TASK STATEMENT: Keep to one stretch of the data below, the lines from the one with "pub mod error;" up to and including the one with "pub fn id(&self)", and return that stretch exactly.
====== MATERIAL TO PROCESS
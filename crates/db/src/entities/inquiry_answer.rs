//! Admin answer to a support inquiry.

use sea_orm::entity::prelude::*;
use serde::{Deserialize, Serialize};

#[derive(Clone, Debug, PartialEq, Eq, DeriveEntityModel, Serialize, Deserialize)]
#[sea_orm(table_name = "inquiry_answer")]
#[serde(rename_all = "camelCase")]
pub struct Model {
    #[sea_orm(primary_key, auto_increment = false)]
    pub id: String,

    #[sea_orm(indexed)]
    pub inquiry_id: String,

    /// Answering admin. Kept as a plain id so answers outlive the admin account.
    pub admin_id: String,

    #[sea_orm(column_type = "Text")]
    pub content: String,

    pub created_at: DateTimeWithTimeZone,
}

#[derive(Copy, Clone, Debug, EnumIter, DeriveRelation)]
pub enum Relation {
    #[sea_orm(
        belongs_to = "super::inquiry::Entity",
        from = "Column::InquiryId",
        to = "super::inquiry::Column::Id",
        on_delete = "Cascade"
    )]
    Inquiry,
}

impl Related<super::inquiry::Entity> for Entity {
    fn to() -> RelationDef {
        Relation::Inquiry.def()
    }
}

impl ActiveModelBehavior for ActiveModel {}
//! ID generation utilities.

use ulid::Ulid;
use uuid::Uuid;

/// ID generator for entities and opaque tokens.
#[derive(Debug, Clone, Default)]
pub struct IdGenerator {
    _private: (),
}

impl IdGenerator {
    /// Create a new ID generator.
    #[must_use]
    pub const fn new() -> Self {
        Self { _private: () }
    }

    /// Generate a new ULID-based ID.
    ///
    /// ULIDs sort by creation time, which keeps "newest first" listings cheap.
    #[must_use]
    pub fn generate(&self) -> String {
        Ulid::new().to_string().to_lowercase()
    }

    /// Generate an unguessable token (email verification and similar).
    #[must_use]
    pub fn generate_token(&self) -> String {
        // v4 carries no time component
        Uuid::new_v4().simple().to_string()
    }
}

#[cfg(test)]
mod tests {
    use super::*;

    #[test]
    fn test_generate_ulid() {
        let id_gen = IdGenerator::new();
        let id1 = id_gen.generate();
        let id2 = id_gen.generate();

        assert_eq!(id1.len(), 26);
        assert_eq!(id2.len(), 26);
        assert_ne!(id1, id2);
        assert_eq!(id1, id1.to_lowercase());
    }

    #[test]
    fn test_generate_token() {
        let id_gen = IdGenerator::new();
        let token = id_gen.generate_token();

        assert_eq!(token.len(), 32);
        assert!(token.chars().all(|c| c.is_ascii_hexdigit()));
    }
}
//! Input rules shared by the service and API layers.

use regex::Regex;
use validator::ValidateEmail;

use crate::{AppError, AppResult};

/// Nicknames: 2 to 16 characters, ASCII letters, digits or Hangul syllables.
static NICKNAME_RE: std::sync::LazyLock<Regex> = std::sync::LazyLock::new(|| {
    #[allow(clippy::unwrap_used)]
    Regex::new(r"^[A-Za-z0-9\x{AC00}-\x{D7A3}]{2,16}$").unwrap()
});

/// Maximum length of an inquiry or post title, in characters.
pub const MAX_TITLE_CHARS: usize = 100;

/// Maximum length of free text such as reasons, appeals and comments.
pub const MAX_TEXT_CHARS: usize = 2000;

/// Accepted password length range, in characters.
pub const PASSWORD_CHARS: std::ops::RangeInclusive<usize> = 8..=128;

/// Normalise an email address and check its shape.
pub fn normalize_email(email: &str) -> AppResult<String> {
    let email = email.trim().to_lowercase();
    if email.validate_email() {
        Ok(email)
    } else {
        Err(AppError::validation("invalid email address"))
    }
}

/// Check a password against the length rule.
pub fn validate_password(password: &str) -> AppResult<()> {
    if PASSWORD_CHARS.contains(&password.chars().count()) {
        Ok(())
    } else {
        Err(AppError::validation("password must be 8-128 characters"))
    }
}

/// Check a nickname against the character and length rule.
pub fn validate_nickname(nickname: &str) -> AppResult<()> {
    if NICKNAME_RE.is_match(nickname) {
        Ok(())
    } else {
        Err(AppError::validation(
            "nickname must be 2-16 characters of letters, digits or Hangul",
        ))
    }
}

/// Trim `text` and require it to be non-empty and at most `max_chars` long.
pub fn required_text(field: &str, text: &str, max_chars: usize) -> AppResult<String> {
    let trimmed = text.trim();
    if trimmed.is_empty() {
        return Err(AppError::validation(format!("{field} is required")));
    }
    if trimmed.chars().count() > max_chars {
        return Err(AppError::validation(format!(
            "{field} must be at most {max_chars} characters"
        )));
    }
    Ok(trimmed.to_string())
}
//! Common utilities and shared types for finboard.
//!
//! This crate provides foundational components used across all finboard crates:
//!
//! - **Configuration**: Application settings via [`Config`]
//! - **Error handling**: Unified error types via [`AppError`] and [`AppResult`]
//! - **ID Generation**: ULID-based unique identifiers via [`IdGenerator`]
//! - **Input rules**: nickname and free-text checks shared by services and endpoints
//!
//! # Example
//!
//! ```no_run
//! use finboard_common::{Config, IdGenerator, AppResult};
//!
//! fn example() -> AppResult<()> {
//!     let config = Config::load()?;
//!     let id_gen = IdGenerator::new();
//!     let id = id_gen.generate();
//!     println!("Listening on port {} with id {}", config.server.port, id);
//!     Ok(())
//! }
//! ```

pub mod config;
pub mod error;
pub mod id;
pub mod rules;

pub use config::Config;
pub use error::{AppError, AppResult};
pub use id::IdGenerator;
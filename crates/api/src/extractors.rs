//! Request extractors.

use axum::{extract::FromRequestParts, http::request::Parts};
use finboard_common::AppError;
use finboard_core::SessionClaims;

/// Caller with a valid session.
///
/// Carries the token snapshot only. Services re-read role and ownership.
#[derive(Debug, Clone)]
pub struct AuthUser(pub SessionClaims);

impl AuthUser {
    /// The caller's user id.
    #[must_use]
    pub fn id(&self) -> &str {
        &self.0.sub
    }
}

impl<S> FromRequestParts<S> for AuthUser
where
    S: Send + Sync,
{
    type Rejection = AppError;

    async fn from_request_parts(parts: &mut Parts, _state: &S) -> Result<Self, Self::Rejection> {
        // Set by auth middleware
        parts
            .extensions
            .get::<SessionClaims>()
            .cloned()
            .map(AuthUser)
            .ok_or_else(|| AppError::Unauthorized("sign-in required".to_string()))
    }
}
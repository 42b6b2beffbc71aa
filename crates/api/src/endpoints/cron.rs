//! Externally triggered sweeps, authenticated with a shared bearer secret.

use axum::{Router, extract::State, http::HeaderMap, routing::get};
use chrono::Utc;
use finboard_common::{AppError, AppResult};
use finboard_core::{NotificationReport, SweepReport};
use subtle::ConstantTimeEq;

use crate::{
    middleware::{AppState, bearer_token},
    response::ApiResponse,
};

/// An empty secret never matches.
fn secret_matches(presented: Option<&str>, expected: &str) -> bool {
    let presented = presented.unwrap_or_default();
    !expected.is_empty() && bool::from(presented.as_bytes().ct_eq(expected.as_bytes()))
}

fn authorize(state: &AppState, headers: &HeaderMap) -> AppResult<()> {
    if secret_matches(bearer_token(headers), &state.cron_secret) {
        Ok(())
    } else {
        Err(AppError::Unauthorized("invalid cron secret".to_string()))
    }
}

async fn cleanup(
    State(state): State<AppState>,
    headers: HeaderMap,
) -> AppResult<ApiResponse<SweepReport>> {
    authorize(&state, &headers)?;
    let report = state.sweeper_service.run_cleanup(Utc::now()).await?;
    Ok(ApiResponse::ok(report))
}

async fn notifications(
    State(state): State<AppState>,
    headers: HeaderMap,
) -> AppResult<ApiResponse<NotificationReport>> {
    authorize(&state, &headers)?;
    let report = state.sweeper_service.run_notifications(Utc::now()).await?;
    Ok(ApiResponse::ok(report))
}

pub fn router() -> Router<AppState> {
    Router::new()
        .route("/cleanup", get(cleanup))
        .route("/notifications", get(notifications))
}

#[cfg(test)]
mod tests {
    use super::*;

    #[test]
    fn test_secret_matches() {
        assert!(secret_matches(Some("s3cret"), "s3cret"));
        assert!(!secret_matches(Some("s3cre"), "s3cret"));
        assert!(!secret_matches(Some("s3cret!"), "s3cret"));
        assert!(!secret_matches(None, "s3cret"));
    }

    #[test]
    fn test_empty_secret_never_matches() {
        assert!(!secret_matches(Some(""), ""));
        assert!(!secret_matches(None, ""));
    }
}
============
TASK RESULT:
pub mod error;
pub mod id;
pub mod rules;

pub use config::Config;
pub use error::{AppError, AppResult};
pub use id::IdGenerator;
filename crates/api/src/extractors.rs
//! Request extractors.

use axum::{extract::FromRequestParts, http::request::Parts};
use finboard_common::AppError;
use finboard_core::SessionClaims;

/// Caller with a valid session.
///
/// Carries the token snapshot only. Services re-read role and ownership.
#[derive(Debug, Clone)]
pub struct AuthUser(pub SessionClaims);

impl AuthUser {
    /// The caller's user id.
    #[must_use]
    pub fn id(&self) -> &str {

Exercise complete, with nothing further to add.